- Location: 34°13′33″S 19°25′25″E﻿ / ﻿34.2257°S 19.4237°E Hoërskool Overberg, Caledon, Wes-Kaap, Suid-Afrika
- Date: 7 August 2024 (19 months ago)
- Attack type: stone attack
- Weapon: sharp object
- Victim: Deveney Nel
- Motive: Unknown
- Charges: Murder; Rape; Perversion of justice;
- Verdict: Guilty
- Convicted: 1

= Murder of Deveney Nel =

South African murder case

On 7 August 2024, the body of Deveney Nel, a 16-year-old student at Hoërskool Overberg in Caledon, South Africa, was found in a locked school storeroom. She had been fatally stabbed. It is believed that she was not murdered in the storeroom, but was dragged there from a toilet. A 17-year-old boy, who was a fellow student and friend of Nel, was arrested on 16 August in connection with her murder and charged. He was sentenced to 25 years in prison in October 2025 after confessing in a plea agreement to assaulting her, stabbing her to death, and hiding her body to cover up the murder.

== Background ==
Nel was a 16-year-old grade 10 student at Hoërskool Overberg in Caledon, South Africa. She lived in Grabouw. On the day of her murder, Nel was serving as a member of the first aid team at the school's sports meet.

== Incident ==
Nel was murdered in the vicinity of Hoërskool Overberg in Caledon on 7 August. Her body was found in a locked school storeroom. She was reported missing after missing her ride and failing to arrive at her home in Grabouw.

Nel was reportedly stabbed seven times in the back, torso and neck with a sharp object, which proved fatal. It is suspected that she was not murdered in the storeroom, but was dragged there after being stabbed, possibly from a toilet.

== Aftermath ==
A 17-year-old classmate, who was a friend of Nel, was arrested on the evening of 16 August and charged with her murder. Police were also awaiting the results of an autopsy and pathological tests to determine whether she had been raped. The murder was widely described as "senseless" and caused shock and outrage in the community.

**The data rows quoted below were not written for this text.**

mod core;
mod common;
mod memory;
mod decode;

pub use crate::core::{
    CPSR, SPSR, Mode, SecState, FpSysReg, FpSysRegs, StepSource,
    SP_REG, LR_REG, PC_REG,
};

pub use crate::memory::Mem32;

pub use crate::decode::{
    next_address, NextAddr, AddrState, ARMCondition, LINEAR,
};
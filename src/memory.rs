/// Memory interface for next-address prediction.

/// A read-only 32-bit memory interface.
/// Capable of loading bytes (8-bit), halfwords (16-bit), and words (32-bit).
///
/// The predictor only reads memory when an instruction loads into the PC
/// (so the target of the step is a value in memory). Addresses passed in are
/// guaranteed to be the addresses the stepped instruction would access; the
/// implementor must only be handed mapped memory.
pub trait Mem32 {
    fn load_byte(&self, addr: u32) -> u8;

    fn load_halfword(&self, addr: u32) -> u16;

    fn load_word(&self, addr: u32) -> u32;
}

Nel's memorial service was held on 16 August at the Caledon Mother Congregational Church.

=== Charges ===
The accused made his first appearance in the Caledon Magistrate's Court on 18 August 2024, where he was charged with murder. The case was postponed several times for further investigation, on 24 April 2025, the National Prosecuting Authority (NPA) declared that the case had been postponed for a forum decision. The case was transferred from the Magistrate's Court to the Western Cape High Court. The accused made his first appearance in the High Court on 12 September 2025.

The NPA confirmed that the accused would not be seeking bail at this time, and the NPA would oppose bail if he did apply.

Community members and protesters gathered outside the courthouse during court appearances, demanding justice for Nel.

=== Accused ===
The accused's identity is being withheld because he is a minor and cannot be named or photographed. The proceedings were held behind closed doors due to his minor status.

He was detained in a place of safety and underwent a 30-day psychiatric evaluation at Valkenburg Hospital. The assessment confirmed that he was fit to stand trial.

=== Previous rape case ===
The accused's history of sexual assault against an 11-year-old girl in 2020 played a major role in the public discourse surrounding the court proceedings and demands for justice. A Mossel Bay magistrate at the time struck out the 2020 rape case, despite warnings from a psychiatrist and clinical psychologist from Valkenberg Hospital that the accused was at "high risk of repeat offending [and] continued use of physical violence".

== Sentence ==
The accused was sentenced to 25 years in prison in October 2025 after he confessed in a plea agreement to assaulting Nel, stabbing her to death, and hiding her body to cover up the murder.